Witness: Bolton is wrong; I was there
[Editor's note: This story originally was published by Real Clear Politics.]
By Casey B. Mulligan
Real Clear Politics
Excerpts of John Bolton’s “tell all” memoir already show how he has distorted the truth, omitted important context, and contradicts critical facts in plain sight. I was there.
Let’s begin with John Bolton’s claim that he “cannot identify any significant Trump decision during my White House tenure that was not driven by reelection calculations.” Checking his notes would prove otherwise -- and that either he is lazy or dishonest.
Take Sept. 12, 2018. I watched White House Chief of Staff John Kelly sit at the head of the table, and National Security Advisor John Bolton at the foot, facing the painting of Teddy Roosevelt on horseback. Asserting himself as a person of wisdom and a careful note taker, Bolton undoubtably knew what was happening at this meeting of senior White House staff. We discussed how President Trump’s immigration policy would prioritize the economic contribution of immigrants. This feature of Canadian and Australian immigration systems would ultimately be adopted as part of the comprehensive immigration plan that the president would unveil the next spring in the White House Rose Garden.
Meeting participants also discussed what the president could do to push back against a burgeoning socialist movement in the United States. Foremost was to enhance the market orientation of America’s system in ways that benefit consumers. The health policies discussed in that meeting were also completed the next spring, with tens of billions of dollars of net benefits each year.
Socialism should not, we said that day, thrive on suppression of free speech on college campuses. Within six months, this process resulted in the presidential executive order on higher education. These are all “significant Trump decisions” for the good of the country but nonetheless unnoticed by many voters and experts alike. Bolton has no excuse for not knowing.
Bolton also omits important context. He refers to the January 2020 interim trade deal with China as having “less to it than met the eye.” As explained in my book “You’re Hired!,” Donald Trump and Ronald Reagan faced very similar international trade challenges. In Reagan’s time, the focus was Japan, whereas China gets the attention today. In both cases, intellectual property rights were not being respected. As a veteran of the Reagan administration, Bolton should remember that President Reagan made no progress on intellectual property protections until after his first term. The fact that President Trump got any protections in year three puts him ahead of Reagan’s pace.

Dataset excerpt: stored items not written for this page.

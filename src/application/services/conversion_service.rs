//! Conversion attribution.

use std::sync::Arc;

use chrono::TimeDelta;
use serde_json::{Value, json};
use tracing::{info, warn};

use crate::domain::clock::Clock;
use crate::domain::entities::{AffiliateClick, ConversionOutcome, ConversionUpdate};
use crate::domain::repositories::ClickRepository;
use crate::error::{AppError, FieldErrors};
use crate::utils::tracking_id::is_valid_identifier;

const MAX_CONVERSION_TYPE_LEN: usize = 64;

/// Conversion signal reported by a client.
#[derive(Debug, Clone)]
pub struct ConversionRequest {
    pub tracking_id: String,
    pub conversion_type: String,
    /// Defaults to `0.0`.
    pub conversion_value: Option<f64>,
    pub metadata: Option<Value>,
}

/// Service attributing conversions to the click that caused them.
///
/// A click converts at most once, and only within the attribution window
/// measured from the click timestamp with the server clock.
pub struct ConversionService {
    clicks: Arc<dyn ClickRepository>,
    clock: Arc<dyn Clock>,
    attribution_window: TimeDelta,
}

impl ConversionService {
    pub fn new(
        clicks: Arc<dyn ClickRepository>,
        clock: Arc<dyn Clock>,
        attribution_window: TimeDelta,
    ) -> Self {
        Self {
            clicks,
            clock,
            attribution_window,
        }
    }

    pub fn attribution_window(&self) -> TimeDelta {
        self.attribution_window
    }

    /// Records a conversion for a tracked click.
    ///
    /// # Errors
    ///
    /// Returns [`AppError::Validation`] for a malformed request.
    /// Returns [`AppError::NotFound`] if no click has the tracking id.
    /// Returns [`AppError::AlreadyConverted`] if the click already converted.
    /// Returns [`AppError::AttributionWindowExpired`] if the click is too old.
    pub async fn record_conversion(
        &self,
        request: ConversionRequest,
    ) -> Result<AffiliateClick, AppError> {
        let value = validate(&request)?;

        let now = self.clock.now();
        let update = ConversionUpdate {
            tracking_id: request.tracking_id.clone(),
            conversion_type: request.conversion_type.trim().to_string(),
            value,
            metadata: request.metadata,
            converted_at: now,
            window_start: now - self.attribution_window,
        };

        let tracking_id = request.tracking_id;
        match self.clicks.record_conversion(update).await? {
            ConversionOutcome::Recorded(click) => {
                metrics::counter!("affiliate_conversions_total").increment(1);
                info!(
                    tracking_id = %tracking_id,
                    partner_id = %click.partner_id,
                    product_id = %click.product_id,
                    value,
                    "conversion recorded"
                );
                Ok(*click)
            }
            ConversionOutcome::NotFound => {
                warn!(tracking_id = %tracking_id, reason = "not_found", "conversion rejected");
                Err(AppError::not_found(
                    "Click not found",
                    json!({ "trackingId": tracking_id }),
                ))
            }
            ConversionOutcome::AlreadyConverted => {
                warn!(tracking_id = %tracking_id, reason = "already_converted", "conversion rejected");
                Err(AppError::already_converted(
                    "Click already converted",
                    json!({ "trackingId": tracking_id }),
                ))
            }
            ConversionOutcome::WindowExpired { clicked_at } => {
                warn!(tracking_id = %tracking_id, reason = "window_expired", "conversion rejected");
                Err(AppError::window_expired(
                    "Conversion is outside the attribution window",
                    json!({
                        "trackingId": tracking_id,
                        "clickedAt": clicked_at.to_rfc3339(),
                        "windowDays": self.attribution_window.num_days(),
                    }),
                ))
            }
        }
    }
}

fn validate(request: &ConversionRequest) -> Result<f64, AppError> {
    let mut errors = FieldErrors::new();

    if request.tracking_id.trim().is_empty() {
        errors.add("trackingId", "is required");
    } else if !is_valid_identifier(&request.tracking_id) {
        errors.add("trackingId", "is malformed");
    }

    let conversion_type = request.conversion_type.trim();
    if conversion_type.is_empty() {
        errors.add("conversionType", "is required");
    } else if conversion_type.chars().count() > MAX_CONVERSION_TYPE_LEN {
        errors.add(
            "conversionType",
            format!("must be at most {MAX_CONVERSION_TYPE_LEN} characters"),
        );
    }

    let value = request.conversion_value.unwrap_or(0.0);
    if !value.is_finite() || value < 0.0 {
        errors.add("conversionValue", "must be a finite number >= 0");
    }

    if request.metadata.as_ref().is_some_and(|m| !m.is_object()) {
        errors.add("metadata", "must be a JSON object");
    }

    errors.into_result()?;
    Ok(value)
}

Bolton recalls Trump discussing his “third term” with Chinese President Xi Jinping. The missing context is a frequent “moron or evil genius” riff that Trump uses to humorously point out the self-contradictions of his political opponents. The full riff is “They cannot decide whether I’m a moron or an evil genius. One moment they’ll say that someone like me wins only by luck, and the next moment announce that I’ve devised a way to become a three-term president.” Bolton undoubtably knew how often the president used this line, but washing away that context is a better way to sell books.

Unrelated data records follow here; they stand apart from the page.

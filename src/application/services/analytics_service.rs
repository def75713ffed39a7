//! Click history, performance reports and CSV exports.

use std::fmt;
use std::str::FromStr;
use std::sync::Arc;

use chrono::{DateTime, Utc};
use serde::Serialize;
use serde_json::json;

use crate::domain::entities::AffiliateClick;
use crate::domain::repositories::{
    AnalyticsRepository, ClickCursor, ClickFilter, ClickRepository, PartnerPerformance, PerformanceFilter,
    ProductPerformance,
};
use crate::error::{AppError, FieldErrors};
use crate::utils::csv_export::{ClickCsvRow, ConversionCsvRow, ProductCsvRow, to_csv};
use crate::utils::tracking_id::is_valid_identifier;

pub const DEFAULT_PAGE: i64 = 1;
pub const DEFAULT_PAGE_LIMIT: i64 = 20;
pub const DEFAULT_PERFORMANCE_LIMIT: i64 = 10;
pub const MAX_LIMIT: i64 = 100;

/// Clicks fetched per round trip while building an export.
const EXPORT_BATCH: i64 = 1000;

/// Inclusive date range on the click timestamp. Either bound may be open.
#[derive(Debug, Clone, Copy, Default, PartialEq)]
pub struct DateRange {
    pub start: Option<DateTime<Utc>>,
    pub end: Option<DateTime<Utc>>,
}

impl DateRange {
    pub fn new(start: Option<DateTime<Utc>>, end: Option<DateTime<Utc>>) -> Self {
        Self { start, end }
    }

    fn check(&self, errors: &mut FieldErrors) {
        if let (Some(start), Some(end)) = (self.start, self.end)
            && start > end
        {
            errors.add("startDate", "must not be after endDate");
        }
    }
}

/// Export content selector.
#[derive(Debug, Clone, Copy, PartialEq, Eq)]
pub enum ExportKind {
    /// One row per click.
    Clicks,
    /// One row per converted click.
    Conversions,
    /// One row per product performance summary.
    Products,
}

impl ExportKind {
    pub fn as_str(&self) -> &'static str {
        match self {
            ExportKind::Clicks => "clicks",
            ExportKind::Conversions => "conversions",
            ExportKind::Products => "products",
        }
    }
}

impl fmt::Display for ExportKind {
    fn fmt(&self, f: &mut fmt::Formatter<'_>) -> fmt::Result {
        f.write_str(self.as_str())
    }
}

impl FromStr for ExportKind {
    type Err = AppError;

    fn from_str(s: &str) -> Result<Self, Self::Err> {
        match s {
            "clicks" => Ok(ExportKind::Clicks),
            "conversions" => Ok(ExportKind::Conversions),
            "products" => Ok(ExportKind::Products),
            other => Err(AppError::bad_request(
                "Invalid export type",
                json!({ "fields": { "type": [format!("unknown export type '{other}'")] } }),
            )),
        }
    }
}

/// Pagination metadata returned with a page of results.
#[derive(Debug, Clone, Copy, PartialEq, Eq, Serialize)]
#[serde(rename_all = "camelCase")]
pub struct PageInfo {
    pub page: i64,
    pub limit: i64,
    pub total: i64,
    pub total_pages: i64,
}

/// One page of results.
#[derive(Debug, Clone)]
pub struct Page<T> {
    pub items: Vec<T>,
    pub pagination: PageInfo,
}

/// Query for a partner's click history.
#[derive(Debug, Clone, Default)]
pub struct ClickQuery {
    pub page: Option<i64>,
    pub limit: Option<i64>,
    pub range: DateRange,
    pub converted: Option<bool>,
}

/// Service aggregating click history into reports.
pub struct AnalyticsService {
    clicks: Arc<dyn ClickRepository>,
    analytics: Arc<dyn AnalyticsRepository>,
}

impl AnalyticsService {
    pub fn new(clicks: Arc<dyn ClickRepository>, analytics: Arc<dyn AnalyticsRepository>) -> Self {
        Self { clicks, analytics }
    }

    /// Returns one page of a partner's clicks, newest first.
    ///
    /// # Errors
    ///
    /// Returns [`AppError::Validation`] for a malformed partner id, a page
    /// below 1 or past the addressable range, a limit outside 1-100 or an
    /// inverted date range.
    pub async fn get_partner_clicks(
        &self,
        partner_id: &str,
        query: ClickQuery,
    ) -> Result<Page<AffiliateClick>, AppError> {
        let page = query.page.unwrap_or(DEFAULT_PAGE);
        let limit = query.limit.unwrap_or(DEFAULT_PAGE_LIMIT);

        let mut errors = FieldErrors::new();
        check_partner_id(&mut errors, Some(partner_id));
        if page < 1 {
            errors.add("page", "must be at least 1");
        }
        check_limit(&mut errors, limit);
        query.range.check(&mut errors);
        let offset = page_offset(page, limit);
        if page >= 1 && (1..=MAX_LIMIT).contains(&limit) && offset.is_none() {
            errors.add("page", "is too large");
        }
        errors.into_result()?;

        let filter = ClickFilter::new(offset.unwrap_or_default(), limit)
            .with_partner(Some(partner_id.to_string()))
            .with_date_range(query.range.start, query.range.end)
            .with_converted(query.converted);

        let total = self.clicks.count(filter.clone()).await?;
        let items = self.clicks.list(filter).await?;

        Ok(Page {
            items,
            pagination: PageInfo {
                page,
                limit,
                total,
                total_pages: (total + limit - 1) / limit,
            },
        })
    }

    /// Per-product totals ordered by clicks, most clicked first.
    pub async fn get_product_performance(
        &self,
        range: DateRange,
        partner_id: Option<String>,
        limit: Option<i64>,
    ) -> Result<Vec<ProductPerformance>, AppError> {
        let limit = limit.unwrap_or(DEFAULT_PERFORMANCE_LIMIT);

        let mut errors = FieldErrors::new();
        check_partner_id(&mut errors, partner_id.as_deref());
        check_limit(&mut errors, limit);
        range.check(&mut errors);
        errors.into_result()?;

        self.analytics
            .product_performance(
                PerformanceFilter::new(range.start, range.end)
                    .with_partner(partner_id)
                    .with_limit(Some(limit)),
            )
            .await
    }

    /// Per-partner totals ordered by clicks, most clicked first.
    pub async fn get_partner_performance(
        &self,
        range: DateRange,
    ) -> Result<Vec<PartnerPerformance>, AppError> {
        let mut errors = FieldErrors::new();
        range.check(&mut errors);
        errors.into_result()?;

        self.analytics
            .partner_performance(PerformanceFilter::new(range.start, range.end))
            .await
    }

    /// Renders the requested report as CSV text with a header row.
    pub async fn export_performance_data(
        &self,
        range: DateRange,
        kind: ExportKind,
    ) -> Result<String, AppError> {
        let mut errors = FieldErrors::new();
        range.check(&mut errors);
        errors.into_result()?;

        let csv = match kind {
            ExportKind::Clicks => {
                let clicks = self.all_clicks(range, None).await?;
                to_csv(clicks.iter().map(ClickCsvRow::from))?
            }
            ExportKind::Conversions => {
                let clicks = self.all_clicks(range, Some(true)).await?;
                to_csv(clicks.iter().filter_map(ConversionCsvRow::from_click))?
            }
            ExportKind::Products => {
                let rows = self
                    .analytics
                    .product_performance(PerformanceFilter::new(range.start, range.end))
                    .await?;
                to_csv(rows.iter().map(ProductCsvRow::from))?
            }
        };

        tracing::info!(kind = %kind, bytes = csv.len(), "performance data exported");
        Ok(csv)
    }

    async fn all_clicks(
        &self,
        range: DateRange,
        converted: Option<bool>,
    ) -> Result<Vec<AffiliateClick>, AppError> {
        let mut clicks: Vec<AffiliateClick> = Vec::new();

        loop {
            let filter = ClickFilter::new(0, EXPORT_BATCH)
                .with_date_range(range.start, range.end)
                .with_converted(converted)
                .after(clicks.last().map(ClickCursor::at));
            let batch = self.clicks.list(filter).await?;
            let fetched = batch.len() as i64;
            clicks.extend(batch);

            if fetched < EXPORT_BATCH {
                break;
            }
        }

        Ok(clicks)
    }
}

fn check_partner_id(errors: &mut FieldErrors, partner_id: Option<&str>) {
    if partner_id.is_some_and(|id| !is_valid_identifier(id)) {
        errors.add("partnerId", "must be 1-64 characters of [A-Za-z0-9_-]");
    }
}

/// Row offset of `page`, or `None` when it does not fit in an `i64`.
fn page_offset(page: i64, limit: i64) -> Option<i64> {
    page.checked_sub(1)?.checked_mul(limit)
}

fn check_limit(errors: &mut FieldErrors, limit: i64) {
    if !(1..=MAX_LIMIT).contains(&limit) {
        errors.add("limit", format!("must be between 1 and {MAX_LIMIT}"));
    }
}

#[cfg(test)]
mod tests {
    use super::*;
    use crate::domain::entities::{CampaignParams, NewClick, ProductType};
    use crate::domain::repositories::{MockAnalyticsRepository, MockClickRepository};
    use chrono::TimeDelta;

    fn click(id: &str) -> AffiliateClick {
        click_at(id, Utc::now())
    }

    fn click_at(id: &str, created_at: DateTime<Utc>) -> AffiliateClick {
        AffiliateClick::from_new(NewClick {
            tracking_id: id.to_string(),
            partner_id: "P1".to_string(),
            product_id: "X1".to_string(),
            created_at,
            ip_address: "1.1.1.1".to_string(),
            user_agent: "UA".to_string(),
            referrer: None,
            session_id: None,
            user_id: None,
            campaign: CampaignParams::default(),
        })
    }

    fn service(clicks: MockClickRepository, analytics: MockAnalyticsRepository) -> AnalyticsService {
        AnalyticsService::new(Arc::new(clicks), Arc::new(analytics))
    }

    #[tokio::test]
    async fn test_partner_clicks_pagination() {
        let mut clicks = MockClickRepository::new();
        clicks
            .expect_count()
            .withf(|f| f.partner_id.as_deref() == Some("P1"))
            .returning(|_| Ok(45));
        clicks
            .expect_list()
            .withf(|f| f.offset == 20 && f.limit == 20)
            .times(1)
            .returning(|_| Ok(vec![click("a")]));

        let page = service(clicks, MockAnalyticsRepository::new())
            .get_partner_clicks(
                "P1",
                ClickQuery {
                    page: Some(2),
                    ..ClickQuery::default()
                },
            )
            .await
            .unwrap();

        assert_eq!(page.items.len(), 1);
        assert_eq!(
            page.pagination,
            PageInfo {
                page: 2,
                limit: 20,
                total: 45,
                total_pages: 3
            }
        );
    }

    #[tokio::test]
    async fn test_partner_clicks_validation() {
        let now = Utc::now();
        let err = service(MockClickRepository::new(), MockAnalyticsRepository::new())
            .get_partner_clicks(
                "bad id",
                ClickQuery {
                    page: Some(0),
                    limit: Some(101),
                    range: DateRange::new(Some(now), Some(now - TimeDelta::days(1))),
                    converted: None,
                },
            )
            .await
            .unwrap_err();

        let fields = &err.to_error_info().details["fields"];
        for field in ["partnerId", "page", "limit", "startDate"] {
            assert!(fields[field].is_array(), "missing {field}");
        }
    }

    #[tokio::test]
    async fn test_partner_clicks_page_past_offset_range() {
        let err = service(MockClickRepository::new(), MockAnalyticsRepository::new())
            .get_partner_clicks(
                "P1",
                ClickQuery {
                    page: Some(i64::MAX),
                    limit: Some(MAX_LIMIT),
                    ..ClickQuery::default()
                },
            )
            .await
            .unwrap_err();

        assert!(matches!(err, AppError::Validation { .. }));
        assert_eq!(
            err.to_error_info().details["fields"]["page"][0],
            "is too large"
        );
    }

    #[tokio::test]
    async fn test_product_performance_default_limit() {
        let mut analytics = MockAnalyticsRepository::new();
        analytics
            .expect_product_performance()
            .withf(|f| f.limit == Some(10) && f.partner_id.is_none())
            .times(1)
            .returning(|_| Ok(Vec::new()));

        let rows = service(MockClickRepository::new(), analytics)
            .get_product_performance(DateRange::default(), None, None)
            .await
            .unwrap();

        assert!(rows.is_empty());
    }

    #[tokio::test]
    async fn test_export_products_csv() {
        let mut analytics = MockAnalyticsRepository::new();
        analytics.expect_product_performance().returning(|_| {
            Ok(vec![ProductPerformance {
                product_id: "X1".to_string(),
                product_name: "Card".to_string(),
                product_type: ProductType::CreditCard,
                partner_id: "P1".to_string(),
                total_clicks: 4,
                total_conversions: 1,
                conversion_rate: 0.25,
                revenue: 500.0,
            }])
        });

        let csv = service(MockClickRepository::new(), analytics)
            .export_performance_data(DateRange::default(), ExportKind::Products)
            .await
            .unwrap();

        let lines: Vec<&str> = csv.lines().collect();
        assert!(lines[0].starts_with("product_id,product_name"));
        assert_eq!(lines[1], "X1,Card,credit_card,P1,4,1,0.25,500.0");
    }

    #[tokio::test]
    async fn test_export_conversions_requests_converted_only() {
        let mut clicks = MockClickRepository::new();
        clicks
            .expect_list()
            .withf(|f| f.converted == Some(true))
            .times(1)
            .returning(|_| Ok(Vec::new()));

        let csv = service(clicks, MockAnalyticsRepository::new())
            .export_performance_data(DateRange::default(), ExportKind::Conversions)
            .await
            .unwrap();

        assert_eq!(csv.lines().count(), 1);
    }

    #[tokio::test]
    async fn test_export_continues_from_last_row_of_previous_batch() {
        let base = Utc::now();
        let first_batch: Vec<AffiliateClick> = (0..EXPORT_BATCH)
            .map(|i| click_at(&format!("c{i:04}"), base - TimeDelta::seconds(i)))
            .collect();
        let boundary = ClickCursor::at(&first_batch[first_batch.len() - 1]);

        let mut clicks = MockClickRepository::new();
        clicks
            .expect_list()
            .withf(|f| f.after.is_none() && f.offset == 0)
            .times(1)
            .returning(move |_| Ok(first_batch.clone()));
        // A click recorded between batches is newer than the cursor and must
        // not push the boundary row into the second batch.
        clicks
            .expect_list()
            .withf(move |f| f.after.as_ref() == Some(&boundary) && f.offset == 0)
            .times(1)
            .returning(move |_| Ok(vec![click_at("c1000", base - TimeDelta::seconds(1000))]));

        let csv = service(clicks, MockAnalyticsRepository::new())
            .export_performance_data(DateRange::default(), ExportKind::Clicks)
            .await
            .unwrap();

        let rows: Vec<&str> = csv.lines().skip(1).collect();
        assert_eq!(rows.len(), 1001);
        let unique: std::collections::HashSet<&str> =
            rows.iter().map(|r| r.split(',').next().unwrap_or_default()).collect();
        assert_eq!(unique.len(), 1001);
    }

    #[test]
    fn test_export_kind_parse() {
        assert_eq!("clicks".parse::<ExportKind>().unwrap(), ExportKind::Clicks);
        assert!("everything".parse::<ExportKind>().is_err());
    }
}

Bolton deploys the “chaos” cliché to describe the Trump White House. Other times he describes it as a kind of Groundhog Day (“over and over again, the same issues”). I have news for him: predictable and chaos are antonyms. In the economic realm (my area of expertise), President Trump’s team was historically productive because the White House was very predictable. We stayed ahead of events – wage growth, Medicare-for-all, prescription drug prices, automobile regulation, and much more – so easily that sometimes it felt like the economic news was moving in slow motion.
This book will likely prove to be a reservoir of score settling and self-promotion. Look elsewhere for accuracy, honesty, and reliability.